The Americans are preoccupied about nuclear proliferation and a secret protocol they unearthed between Russia and Iran that showed that at one time Russia was prepared to sell Iran uranium- enrichment equipment that would not only reduce Iranian dependency on Russia for nuclear fuel, it would give the Iranians the possibility of building up their own stockpile of fissile material suitable for building nuclear weapons.
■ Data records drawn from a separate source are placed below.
//! The facade: owns every core component and exposes the public API
//! surface a host application drives.

use std::collections::HashMap;
use std::sync::Arc;
use std::time::Duration;

use chrono::Utc;
use tokio::sync::{mpsc, Mutex, RwLock};
use tokio::task::JoinHandle;
use tokio_util::sync::CancellationToken;
use tracing::warn;

use crate::cascade::{self, CascadeEngine};
use crate::cluster::{ClusterDefinition, ClusterRole, ClusterState};
use crate::config::{self, OrchestratorConfig};
use crate::error::{OrchestratorError, Result};
use crate::event_bus::{EventBus, StateChangeEvent};
use crate::graph::DependencyGraph;
use crate::health::HealthCheckLoop;
use crate::registry::ServiceRegistry;
use crate::scheduler::{self, StartScheduler};
use crate::service::Service;
use crate::stop_reason::StopReasonLedger;
use crate::types::{HealthStatus, ServiceKind, ServiceLabel, ServiceState, StopReason};

const MONITOR_TICK: Duration = Duration::from_secs(5);

/// Per-group shutdown deadlines, applied in the reverse of startup order.
/// Generic instances share a deadline with port-forwards: neither depends on
/// the other, matching their shared `startup_rank`.
const STOP_GROUPS: [(ServiceKind, Duration); 5] = [
    (ServiceKind::MCPServer, Duration::from_secs(3)),
    (ServiceKind::Aggregator, Duration::from_secs(2)),
    (ServiceKind::PortForward, Duration::from_secs(2)),
    (ServiceKind::GenericInstance, Duration::from_secs(2)),
    (ServiceKind::KubeConnection, Duration::from_secs(1)),
];

/// A point-in-time snapshot of one service, returned by the query methods.
#[derive(Debug, Clone)]
pub struct ServiceStatus {
    pub label: ServiceLabel,
    pub kind: ServiceKind,
    pub state: ServiceState,
    pub health: HealthStatus,
    pub error: Option<String>,
}

/// Owns the registry, DAG, stop-reason ledger, cluster state, event bus,
/// and root cancellation token; composes every other component behind a
/// small public surface. Every method is safe for concurrent invocation.
pub struct Orchestrator {
    registry: Arc<ServiceRegistry>,
    graph: RwLock<Arc<DependencyGraph>>,
    ledger: Arc<StopReasonLedger>,
    clusters: RwLock<ClusterState>,
    event_bus: Arc<EventBus>,
    health_loops: Arc<HealthCheckLoop>,
    config: RwLock<OrchestratorConfig>,
    cancellation: Mutex<CancellationToken>,
    monitor_handle: Mutex<Option<JoinHandle<()>>>,
}

impl Orchestrator {
    /// Register a service the host has already constructed. The label must
    /// match the one produced by the configuration mapping for the node to
    /// pick up its dependency edges.
    pub async fn register(&self, service: Arc<dyn Service>) -> Result<()> {
        self.registry.register(service).await
    }

    pub async fn unregister(&self, label: &ServiceLabel) {
        self.registry.unregister(label).await;
    }

    /// Build the DAG from the current configuration, install state-change
    /// callbacks, run the start scheduler, and launch the monitor loop.
    pub async fn start(&self) -> Result<()> {
        let config = self.config.read().await.clone();
        let cluster_state = config::build_cluster_state(&config);
        let graph = config::build_dependency_graph(&config, &cluster_state);
        graph.validate()?;

        *self.clusters.write().await = cluster_state;
        let graph = Arc::new(graph);
        *self.graph.write().await = graph.clone();

        let token = CancellationToken::new();
        *self.cancellation.lock().await = token.clone();

        for service in self.registry.all().await {
            let event_bus = self.event_bus.clone();
            let kind = service.kind();
            service.set_state_change_callback(Arc::new(move |label, old_state, new_state, health, error| {
                event_bus.publish(StateChangeEvent {
                    label,
                    kind,
                    old_state,
                    new_state,
                    health,
                    error,
                    timestamp: Utc::now(),
                    correlation_id: cascade::current_correlation_id(),
                });
            }));
        }

        StartScheduler::start_all(self.registry.clone(), graph.clone(), self.ledger.clone()).await;

        let handle = tokio::spawn(run_monitor_loop(
            self.registry.clone(),
            graph,
            self.ledger.clone(),
            self.health_loops.clone(),
            token,
        ));
        *self.monitor_handle.lock().await = Some(handle);
        Ok(())
    }

    /// Cancel the root token, stop the monitor loop, then stop every
    /// service group-by-group in reverse startup order with an independent
    /// deadline per group; within a group, stops run concurrently. A
    /// deadline expiring logs a warning but never fails shutdown.
    pub async fn stop(&self) -> Result<()> {
        self.cancellation.lock().await.cancel();
        if let Some(handle) = self.monitor_handle.lock().await.take() {
            let _ = handle.await;
        }

        let services = self.registry.all().await;
        for (kind, deadline) in STOP_GROUPS {
            let group: Vec<_> = services.iter().filter(|s| s.kind() == kind).cloned().collect();
            if group.is_empty() {
                continue;
            }
            let mut handles = Vec::with_capacity(group.len());
            for service in group {
                handles.push(tokio::spawn(async move {
                    let label = service.label().clone();
                    match tokio::time::timeout(deadline, service.stop()).await {
                        Ok(Ok(())) => {}
                        Ok(Err(err)) => warn!(%label, error = %err, "error stopping service"),
                        Err(_) => warn!(%label, "stop exceeded group shutdown deadline"),
                    }
                }));
            }
            for handle in handles {
                let _ = handle.await;
            }
        }
        Ok(())
    }

    /// Clears `ledger[label]`, then starts it directly (bypassing the
    /// dependency barrier — a user-driven start is an explicit request).
    pub async fn start_service(&self, label: &ServiceLabel) -> Result<()> {
        let service = self.registry.get(label).await.ok_or_else(|| OrchestratorError::NotFound {
            label: label.to_string(),
        })?;
        self.ledger.clear(label).await;
        service.start().await
    }

    /// `ledger[label] = Manual`, then a reverse-topological stop cascade.
    pub async fn stop_service(&self, label: &ServiceLabel) -> Result<()> {
        let graph = self.graph.read().await.clone();
        CascadeEngine::stop_service(label, &graph, &self.registry, &self.ledger).await
    }

    /// Clears `ledger[label]`, then `Restart` (or `Start` if not active).
    pub async fn restart_service(&self, label: &ServiceLabel) -> Result<()> {
        CascadeEngine::restart_service(label, &self.registry, &self.ledger).await
    }

    pub async fn get_all_services(&self) -> Vec<ServiceStatus> {
        self.registry.all().await.iter().map(|s| status_of(s.as_ref())).collect()
    }

    pub async fn get_service_status(&self, label: &ServiceLabel) -> Result<ServiceStatus> {
        let service = self.registry.get(label).await.ok_or_else(|| OrchestratorError::NotFound {
            label: label.to_string(),
        })?;
        Ok(status_of(service.as_ref()))
    }

    /// Labels currently stopped for `reason` — e.g. every service a host
    /// dashboard should show as "waiting on a dependency" versus "stopped by
    /// an operator".
    pub async fn get_services_with_stop_reason(&self, reason: StopReason) -> Vec<ServiceLabel> {
        self.ledger.labels_with_reason(reason).await
    }

    pub fn subscribe_to_state_changes(&self) -> mpsc::Receiver<StateChangeEvent> {
        self.event_bus.subscribe()
    }

    pub async fn get_available_clusters(&self, role: ClusterRole) -> Vec<ClusterDefinition> {
        self.clusters.read().await.clusters_for_role(role)
    }

    pub async fn get_active_cluster(&self, role: ClusterRole) -> Option<String> {
        self.clusters.read().await.active_cluster(role).map(str::to_string)
    }

    pub async fn switch_cluster(&self, role: ClusterRole, name: &str) -> Result<()> {
        self.clusters.write().await.switch_cluster(role, name)
    }

    /// Stop everything, clear the ledger, adopt `new_config`, rebuild the
    /// graph, and start again. Does not unregister already-registered
    /// services — constructing the concrete replacements for a changed
    /// config is a host concern; register/unregister around this call to
    /// match.
    pub async fn reconfigure(&self, new_config: OrchestratorConfig) -> Result<()> {
        self.stop().await?;
        self.ledger.clear_all().await;
        *self.config.write().await = new_config;
        self.start().await
    }
}

fn status_of(service: &dyn Service) -> ServiceStatus {
    ServiceStatus {
        label: service.label().clone(),
        kind: service.kind(),
        state: service.state(),
        health: service.health(),
        error: service.last_error(),
    }
}

async fn run_monitor_loop(
    registry: Arc<ServiceRegistry>,
    graph: Arc<DependencyGraph>,
    ledger: Arc<StopReasonLedger>,
    health_loops: Arc<HealthCheckLoop>,
    cancellation: CancellationToken,
) {
    let mut last_states: HashMap<ServiceLabel, ServiceState> = HashMap::new();
    let mut ticker = tokio::time::interval(MONITOR_TICK);
    loop {
        tokio::select! {
            _ = cancellation.cancelled() => return,
            _ = ticker.tick() => {}
        }

        for service in registry.all().await {
            let label = service.label().clone();
            let state = service.state();
            let previous = last_states.insert(label.clone(), state);

            if previous != Some(ServiceState::Failed) && state == ServiceState::Failed {
                // Newly failed this tick, whether by its own fault or by a dependency
                // dying underneath it: cascade the stop to its dependents before
                // anything below gets a chance to retry it in the same tick.
                CascadeEngine::stop_with_dependents(&service, &graph, &registry, &ledger).await;
            } else if state == ServiceState::Failed && !ledger.is_manual(&label).await {
                // Already failed as of a prior tick: keep retrying once its
                // dependencies are ready.
                if scheduler::dependencies_ready(&label, service.kind(), &graph, &registry).await {
                    if let Err(err) = service.start().await {
                        warn!(%label, error = %err, "monitor retry failed to start service");
                    }
                }
            }

            if previous != Some(ServiceState::Running) && state == ServiceState::Running {
                CascadeEngine::on_dependency_became_running(&label, &graph, &registry, &ledger).await;
                health_loops.spawn_if_absent(service.clone(), cancellation.clone()).await;
            }
        }
    }
}

/// Fluent constructor for [`Orchestrator`], mirroring how host applications
/// assemble the facade without a long constructor argument list.
#[derive(Default)]
pub struct OrchestratorBuilder {
    config: OrchestratorConfig,
}

impl OrchestratorBuilder {
    pub fn new() -> Self {
        Self::default()
    }

    pub fn with_config(mut self, config: OrchestratorConfig) -> Self {
        self.config = config;
        self
    }

    pub fn build(self) -> Orchestrator {
        Orchestrator {
            registry: Arc::new(ServiceRegistry::new()),
            graph: RwLock::new(Arc::new(DependencyGraph::new())),
            ledger: Arc::new(StopReasonLedger::new()),
            clusters: RwLock::new(ClusterState::default()),
            event_bus: Arc::new(EventBus::new()),
            health_loops: Arc::new(HealthCheckLoop::new()),
            config: RwLock::new(self.config),
            cancellation: Mutex::new(CancellationToken::new()),
            monitor_handle: Mutex::new(None),
        }
    }
}
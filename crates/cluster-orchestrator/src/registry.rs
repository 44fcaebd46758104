//! Label → service map with atomic register/unregister/lookup.

use std::collections::HashMap;
use std::sync::Arc;

use tokio::sync::RwLock;

use crate::error::{OrchestratorError, Result};
use crate::service::Service;
use crate::types::ServiceLabel;

/// Registered services, keyed by their unique label. Guarded by a single
/// reader-writer lock; [`all`](Self::all) returns a snapshot so callers may
/// spawn tasks against it without holding the lock.
#[derive(Default)]
pub struct ServiceRegistry {
    services: RwLock<HashMap<ServiceLabel, Arc<dyn Service>>>,
}

impl ServiceRegistry {
    pub fn new() -> Self {
        Self::default()
    }

    /// Register a service under its own label. Fails with `DuplicateLabel`
    /// if the label is already taken.
    pub async fn register(&self, service: Arc<dyn Service>) -> Result<()> {
        let label = service.label().clone();
        let mut services = self.services.write().await;
        if services.contains_key(&label) {
            return Err(OrchestratorError::DuplicateLabel {
                label: label.to_string(),
            });
        }
        services.insert(label, service);
        Ok(())
    }

    /// Remove a service, returning it if present.
    pub async fn unregister(&self, label: &ServiceLabel) -> Option<Arc<dyn Service>> {
        self.services.write().await.remove(label)
    }

    /// Look a service up by label.
    pub async fn get(&self, label: &ServiceLabel) -> Option<Arc<dyn Service>> {
        self.services.read().await.get(label).cloned()
    }

    /// A snapshot of every registered service.
    pub async fn all(&self) -> Vec<Arc<dyn Service>> {
        self.services.read().await.values().cloned().collect()
    }

    /// Remove every registered service. `Reconfigure` does not call this
    /// itself — replacing the registered set to match a new configuration
    /// is a host concern — but a host driving its own teardown may want it.
    pub async fn clear(&self) {
        self.services.write().await.clear();
    }

    pub async fn len(&self) -> usize {
        self.services.read().await.len()
    }

    pub async fn is_empty(&self) -> bool {
        self.len().await == 0
    }
}
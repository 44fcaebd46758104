//! Fan-out of state-change events to many subscribers, non-blocking.

use std::sync::Mutex;

use chrono::{DateTime, Utc};
use tokio::sync::mpsc;
use tracing::debug;
use uuid::Uuid;

use crate::types::{HealthStatus, ServiceKind, ServiceLabel, ServiceState};

/// Per-subscriber channel capacity. A slow subscriber drops events past
/// this rather than stalling the publisher.
const SUBSCRIBER_BUFFER: usize = 100;

/// One observed state transition, optionally grouped with others from the
/// same cascade via `correlation_id`.
#[derive(Debug, Clone, PartialEq)]
pub struct StateChangeEvent {
    pub label: ServiceLabel,
    pub kind: ServiceKind,
    pub old_state: ServiceState,
    pub new_state: ServiceState,
    pub health: HealthStatus,
    pub error: Option<String>,
    pub timestamp: DateTime<Utc>,
    /// Ties every event produced by one cascade invocation together so
    /// subscribers can group them; `None` for non-cascade transitions.
    pub correlation_id: Option<Uuid>,
}

/// Single-producer-multi-consumer fan-out. Owns the subscriber list;
/// subscribers own the receiving half of their channel.
///
/// Guarded by a plain `std::sync::Mutex` rather than an async one: every
/// critical section here is a short, non-blocking `Vec` operation, so
/// publish can run synchronously from inside a service's state-change
/// callback without an `.await` point — publishing must never block
/// the state-transition that triggered it.
#[derive(Default)]
pub struct EventBus {
    subscribers: Mutex<Vec<mpsc::Sender<StateChangeEvent>>>,
}

impl EventBus {
    pub fn new() -> Self {
        Self::default()
    }

    /// Register a new subscriber, returning the receiving end of its channel.
    pub fn subscribe(&self) -> mpsc::Receiver<StateChangeEvent> {
        let (tx, rx) = mpsc::channel(SUBSCRIBER_BUFFER);
        self.subscribers.lock().expect("subscribers lock poisoned").push(tx);
        rx
    }

    /// Offer `event` to every subscriber without blocking the caller. A full
    /// subscriber buffer drops the event for that subscriber only.
    pub fn publish(&self, event: StateChangeEvent) {
        // Snapshot the subscriber list under the lock, then send without it,
        // so a stalled subscriber can never block new Subscribe calls.
        let subscribers = self.subscribers.lock().expect("subscribers lock poisoned").clone();
        for subscriber in &subscribers {
            if subscriber.try_send(event.clone()).is_err() {
                debug!(label = %event.label, "dropping event for a full or closed subscriber");
            }
        }
    }

    /// Number of currently registered subscribers (includes closed ones
    /// until the next publish reaps them — reaping is not required by the
    /// contract and is skipped for simplicity).
    pub fn subscriber_count(&self) -> usize {
        self.subscribers.lock().expect("subscribers lock poisoned").len()
    }
}

#[cfg(test)]
mod tests {
    use super::*;

    fn sample_event(label: &str) -> StateChangeEvent {
        StateChangeEvent {
            label: ServiceLabel::new(label),
            kind: ServiceKind::KubeConnection,
            old_state: ServiceState::Starting,
            new_state: ServiceState::Running,
            health: HealthStatus::Healthy,
            error: None,
            timestamp: Utc::now(),
            correlation_id: None,
        }
    }

    #[tokio::test]
    async fn every_subscriber_sees_published_events() {
        let bus = EventBus::new();
        let mut a = bus.subscribe();
        let mut b = bus.subscribe();
        bus.publish(sample_event("mc-t"));
        assert_eq!(a.recv().await.unwrap().label, ServiceLabel::new("mc-t"));
        assert_eq!(b.recv().await.unwrap().label, ServiceLabel::new("mc-t"));
    }

    #[tokio::test]
    async fn a_full_subscriber_only_drops_its_own_events() {
        let bus = EventBus::new();
        let mut slow = bus.subscribe();
        let mut fast = bus.subscribe();

        for i in 0..(SUBSCRIBER_BUFFER + 10) {
            bus.publish(sample_event(&format!("svc-{i}")));
        }

        // The fast subscriber's buffer also caps at SUBSCRIBER_BUFFER, but it
        // was drained concurrently with publishing in a real consumer; here
        // we only assert that publish never blocked (the loop above returned)
        // and that both receivers still observe their oldest buffered event.
        assert_eq!(fast.recv().await.unwrap().label, ServiceLabel::new("svc-0"));
        assert_eq!(slow.recv().await.unwrap().label, ServiceLabel::new("svc-0"));
    }

    #[test]
    fn subscribing_increases_subscriber_count() {
        let bus = EventBus::new();
        assert_eq!(bus.subscriber_count(), 0);
        let _rx = bus.subscribe();
        assert_eq!(bus.subscriber_count(), 1);
    }
}
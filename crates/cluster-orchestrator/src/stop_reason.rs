//! The single source of truth for "should this service be auto-restarted?"

use std::collections::HashMap;

use tokio::sync::Mutex;

use crate::types::{ServiceLabel, StopReason};

/// Per-label stop reason. Absence of an entry is a distinct third state
/// ("no reason") — it must never be treated as `Dependency`.
#[derive(Default)]
pub struct StopReasonLedger {
    reasons: Mutex<HashMap<ServiceLabel, StopReason>>,
}

impl StopReasonLedger {
    pub fn new() -> Self {
        Self::default()
    }

    /// Record that `label` was stopped for `reason`, overwriting any prior entry.
    pub async fn set(&self, label: ServiceLabel, reason: StopReason) {
        self.reasons.lock().await.insert(label, reason);
    }

    /// Clear any entry for `label`. Called on a successful `Start`.
    pub async fn clear(&self, label: &ServiceLabel) {
        self.reasons.lock().await.remove(label);
    }

    /// Current reason, if any.
    pub async fn get(&self, label: &ServiceLabel) -> Option<StopReason> {
        self.reasons.lock().await.get(label).copied()
    }

    /// True only if the ledger explicitly holds `Dependency` for `label`.
    /// An absent entry, or `Manual`, both return false.
    pub async fn is_auto_restart_eligible(&self, label: &ServiceLabel) -> bool {
        matches!(self.get(label).await, Some(StopReason::Dependency))
    }

    /// True only if the ledger explicitly holds `Manual` for `label`.
    pub async fn is_manual(&self, label: &ServiceLabel) -> bool {
        matches!(self.get(label).await, Some(StopReason::Manual))
    }

    /// All labels currently marked with `reason` (a snapshot).
    pub async fn labels_with_reason(&self, reason: StopReason) -> Vec<ServiceLabel> {
        self.reasons
            .lock()
            .await
            .iter()
            .filter(|(_, r)| **r == reason)
            .map(|(label, _)| label.clone())
            .collect()
    }

    /// Drop every entry. Used by `Reconfigure`.
    pub async fn clear_all(&self) {
        self.reasons.lock().await.clear();
    }
}
//! Per-service health probing, started once a service reaches `Running`.

use std::collections::HashSet;
use std::sync::Arc;
use std::time::Duration;

use tokio::sync::Mutex;
use tokio::time::{interval, timeout};
use tokio_util::sync::CancellationToken;
use tracing::{debug, warn};

use crate::service::Service;
use crate::types::{HealthStatus, ServiceLabel, ServiceState};

const PROBE_TIMEOUT: Duration = Duration::from_secs(5);

/// Ensures exactly one health-check loop runs per label at a time. Spawning
/// is idempotent: a second call for an already-looping label is a no-op.
#[derive(Default)]
pub struct HealthCheckLoop {
    active: Mutex<HashSet<ServiceLabel>>,
}

impl HealthCheckLoop {
    pub fn new() -> Self {
        Self::default()
    }

    pub async fn is_active(&self, label: &ServiceLabel) -> bool {
        self.active.lock().await.contains(label)
    }

    /// Spawn a loop for `service` if it exposes the `HealthChecker`
    /// capability and no loop is already running for its label.
    pub async fn spawn_if_absent(
        self: &Arc<Self>,
        service: Arc<dyn Service>,
        cancellation: CancellationToken,
    ) {
        if service.as_health_checker().is_none() {
            return;
        }
        let label = service.label().clone();
        {
            let mut active = self.active.lock().await;
            if active.contains(&label) {
                return;
            }
            active.insert(label.clone());
        }

        let this = self.clone();
        let loop_label = label.clone();
        tokio::spawn(async move {
            this.run(service, cancellation).await;
            this.active.lock().await.remove(&loop_label);
        });
    }

    async fn run(&self, service: Arc<dyn Service>, cancellation: CancellationToken) {
        let Some(checker) = service.as_health_checker() else {
            return;
        };
        let label = service.label().clone();

        Self::probe_once(service.as_ref(), &label).await;

        let period = checker.health_check_interval();
        let mut ticker = interval(period);
        ticker.tick().await; // consume the immediate first tick; we already probed above

        loop {
            tokio::select! {
                _ = cancellation.cancelled() => {
                    debug!(%label, "health loop exiting: cancelled");
                    return;
                }
                _ = ticker.tick() => {
                    if service.state() != ServiceState::Running {
                        debug!(%label, "health loop exiting: service no longer running");
                        return;
                    }
                    Self::probe_once(service.as_ref(), &label).await;
                }
            }
        }
    }

    async fn probe_once(service: &dyn Service, label: &ServiceLabel) {
        let Some(checker) = service.as_health_checker() else {
            return;
        };
        let outcome = timeout(PROBE_TIMEOUT, checker.check_health()).await;
        let (health, error) = match outcome {
            Ok(Ok(status)) => (status, None),
            Ok(Err(err)) => {
                warn!(%label, error = %err, "health probe failed");
                (HealthStatus::Unhealthy, Some(err.to_string()))
            }
            Err(_) => {
                warn!(%label, "health probe timed out");
                (HealthStatus::Unhealthy, Some("health probe timed out".to_string()))
            }
        };
        if let Some(updater) = service.as_state_updater() {
            updater.update_state(service.state(), health, error);
        }
    }
}
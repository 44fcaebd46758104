//! Shared value types: labels, kinds, states, node ids.

use serde::{Deserialize, Serialize};
use std::fmt;

/// A unique, stable identifier for a service. Cheap to clone — services,
/// the registry, the DAG, and the ledger all key on this.
#[derive(Debug, Clone, PartialEq, Eq, Hash, PartialOrd, Ord, Serialize, Deserialize)]
pub struct ServiceLabel(String);

impl ServiceLabel {
    /// Build a label from anything string-like.
    pub fn new(label: impl Into<String>) -> Self {
        Self(label.into())
    }

    /// Borrow the underlying string.
    pub fn as_str(&self) -> &str {
        &self.0
    }
}

impl fmt::Display for ServiceLabel {
    fn fmt(&self, f: &mut fmt::Formatter<'_>) -> fmt::Result {
        f.write_str(&self.0)
    }
}

impl From<&str> for ServiceLabel {
    fn from(s: &str) -> Self {
        Self::new(s)
    }
}

impl From<String> for ServiceLabel {
    fn from(s: String) -> Self {
        Self::new(s)
    }
}

/// The kind of a managed service. Startup-group membership and NodeID
/// prefixing are both keyed on this, never on the concrete executor type.
#[derive(Debug, Clone, Copy, PartialEq, Eq, Hash, Serialize, Deserialize)]
pub enum ServiceKind {
    /// A connection/session against a single kubernetes cluster. Always a DAG leaf.
    KubeConnection,
    /// A `kubectl port-forward`-style tunnel. Depends on a `KubeConnection`.
    PortForward,
    /// An external MCP server subprocess. Depends on `PortForward`s and/or a `KubeConnection`.
    MCPServer,
    /// The aggregator that fronts all MCP servers. No declared dependencies.
    Aggregator,
    /// A user-defined instance that doesn't fit the other kinds.
    GenericInstance,
}

impl ServiceKind {
    /// Startup-group ordering consulted by `StartScheduler::start_all`: all
    /// services sharing a rank start concurrently before the next rank begins.
    pub fn startup_rank(self) -> u8 {
        match self {
            ServiceKind::KubeConnection => 0,
            ServiceKind::Aggregator => 1,
            ServiceKind::PortForward => 2,
            ServiceKind::MCPServer => 3,
            ServiceKind::GenericInstance => 2,
        }
    }
}

/// Lifecycle state of a service, as observed through its state-change callback.
#[derive(Debug, Clone, Copy, PartialEq, Eq, Serialize, Deserialize)]
pub enum ServiceState {
    /// Never started and no attempt has been made yet.
    Unknown,
    /// Cleanly stopped (by user request, cascade, or normal shutdown).
    Stopped,
    /// Transitioning towards `Running`.
    Starting,
    /// Up and (assumed) serving.
    Running,
    /// Blocked on a dependency that is not yet `Running`; not started.
    Waiting,
    /// Start or runtime failure.
    Failed,
}

impl ServiceState {
    /// Waiting does not satisfy readiness for anything depending on it.
    pub fn satisfies_dependency(self) -> bool {
        matches!(self, ServiceState::Running)
    }
}

/// Health as reported by the per-service health-check loop.
#[derive(Debug, Clone, Copy, PartialEq, Eq, Serialize, Deserialize, Default)]
pub enum HealthStatus {
    /// No check has completed yet.
    #[default]
    Unknown,
    /// Last probe succeeded.
    Healthy,
    /// Last probe failed or timed out.
    Unhealthy,
}

/// Why a service is currently stopped, if it is. Absence of an entry in the
/// ledger is a distinct third state ("no reason") and must never be conflated
/// with `Dependency`.
#[derive(Debug, Clone, Copy, PartialEq, Eq, Serialize, Deserialize)]
pub enum StopReason {
    /// A user explicitly called `StopService`. Never auto-restarted.
    Manual,
    /// The cascade engine (or the scheduler's barrier) stopped/skipped this
    /// service because a dependency isn't `Running`. Eligible for auto-restart.
    Dependency,
}

/// Identifier for a node in the [`crate::graph::DependencyGraph`]. Distinct
/// from [`ServiceLabel`] because the mapping from label to node id depends on
/// `ServiceKind`. The mapping is total and reversible via [`NodeId::label`].
#[derive(Debug, Clone, PartialEq, Eq, Hash, PartialOrd, Ord, Serialize, Deserialize)]
pub struct NodeId(String);

impl NodeId {
    /// `pf:<label>` for a port-forward node.
    pub fn port_forward(label: &ServiceLabel) -> Self {
        Self(format!("pf:{label}"))
    }

    /// `mcp:<label>` for an MCP server node.
    pub fn mcp_server(label: &ServiceLabel) -> Self {
        Self(format!("mcp:{label}"))
    }

    /// A kube connection node is identified by its cluster name directly.
    pub fn cluster(name: &str) -> Self {
        Self(name.to_string())
    }

    /// Aggregator and generic-instance nodes are identified by their label directly.
    pub fn plain(label: &ServiceLabel) -> Self {
        Self(label.as_str().to_string())
    }

    /// The node id that corresponds to a service's own label, given its kind.
    pub fn for_service(label: &ServiceLabel, kind: ServiceKind) -> Self {
        match kind {
            ServiceKind::PortForward => Self::port_forward(label),
            ServiceKind::MCPServer => Self::mcp_server(label),
            ServiceKind::KubeConnection => Self::cluster(label.as_str()),
            ServiceKind::Aggregator | ServiceKind::GenericInstance => Self::plain(label),
        }
    }

    /// Borrow the underlying string.
    pub fn as_str(&self) -> &str {
        &self.0
    }

    /// Recover the service label this node id was derived from. The mapping
    /// is reversible by construction: strip the `pf:`/`mcp:` prefix if
    /// present, otherwise the node id *is* the label (cluster, aggregator,
    /// and generic-instance nodes).
    pub fn label(&self) -> ServiceLabel {
        if let Some(rest) = self.0.strip_prefix("pf:") {
            ServiceLabel::new(rest)
        } else if let Some(rest) = self.0.strip_prefix("mcp:") {
            ServiceLabel::new(rest)
        } else {
            ServiceLabel::new(self.0.clone())
        }
    }
}

impl fmt::Display for NodeId {
    fn fmt(&self, f: &mut fmt::Formatter<'_>) -> fmt::Result {
        f.write_str(&self.0)
    }
}

#[cfg(test)]
mod tests {
    use super::*;

    #[test]
    fn node_id_mapping_is_total_and_distinct_per_kind() {
        let label = ServiceLabel::new("mc-prom");
        assert_eq!(
            NodeId::for_service(&label, ServiceKind::PortForward).as_str(),
            "pf:mc-prom"
        );
        assert_eq!(
            NodeId::for_service(&label, ServiceKind::MCPServer).as_str(),
            "mcp:mc-prom"
        );
        assert_eq!(
            NodeId::for_service(&label, ServiceKind::KubeConnection).as_str(),
            "mc-prom"
        );
        assert_eq!(
            NodeId::for_service(&label, ServiceKind::GenericInstance).as_str(),
            "mc-prom"
        );
    }

    #[test]
    fn waiting_never_satisfies_dependency_invariant() {
        assert!(!ServiceState::Waiting.satisfies_dependency());
        assert!(ServiceState::Running.satisfies_dependency());
    }

    #[test]
    fn node_id_label_recovery_is_reversible() {
        let label = ServiceLabel::new("mc-prom");
        assert_eq!(NodeId::port_forward(&label).label(), label);
        assert_eq!(NodeId::mcp_server(&label).label(), label);
        assert_eq!(NodeId::plain(&label).label(), label);
    }
}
The Russian nuclear establishment, as befits a large nuclear power, is a mighty one, with many companies, numerous research institutes and an enormous cadre of trained nuclear scientists. As was well demonstrated with the long drawn out battle with Washington over the Russian decision to sell cyrogenic rocket engines for inter-continental missiles to India, the Russian bureaucrats are adept in maneuvering against their political masters, waiting for key persona who are against them to change their jobs or be booted out, all in the good cause, they say, of keeping their hard pressed fiefdoms in business. With the Indian case the tug of war went on for nearly a decade and in the end India got most of what it wanted.
Thus, looking at the record of the U.S.-Russian negotiations as just published by the London-based International Institute for Strategic Studies, one can see the same tactics. The bureaucrats bested President Boris Yeltsin and look again as if they might be doing the same with Vladamir Putin.
In one of the papers written jointly by two formerly highly placed non-proliferation experts in the State Department and the White House, Robert Einhorn and Gary Samore admit partial defeat with trying to stop the Russian-Iranian deal. Now they feel it is time to argue for more modest aims. One mistake made by Washington, they concede, was to aim to high: To persuade Moscow to cancel everything, even the work on what would be only a civilian power reactor operating under the severe safeguards of the International Atomic Energy Agency.
As the authors have belatedly realized: "If the U.S. sticks with its present approach, it could end up with the worst of all worlds -- additional transfer of power reactors to Iran, continued clandestine and perhaps overt Russian fuel cycle assistance, inadequate constraints on Iranian nuclear activities and persistent U.S.-Russian tensions over the matter".
The way out of the present impasse is for Bush to embrace Putin on this issue as he has on other contentious matters. To tell Putin, as they work together on a widening brief of nuclear related issues, that he trusts him to supervise the Iranian deal with the kind of detailed attention that would make it impossible for the Iranians to use Russian technology and know-how for ulterior purposes.
Bush would work on the assumption that the last thing Moscow wants is a nuclear-armed state on its southern border and that Moscow is in the best position to observe if Iran is up to any devious activity. Washington, of course, can lay out a detailed program of what it expects Moscow to keep an eye on.
Moscow and Washington would make themselves partners in this anti-proliferation work, as they have become on nuclear disarmament and the war on terrorism. The punitive way has few positive results to show for itself after ten years of trying. Cooperation could hardly do worse. And anyway if Iran got its nuclear bomb, despite Russian policing, who would they use it on?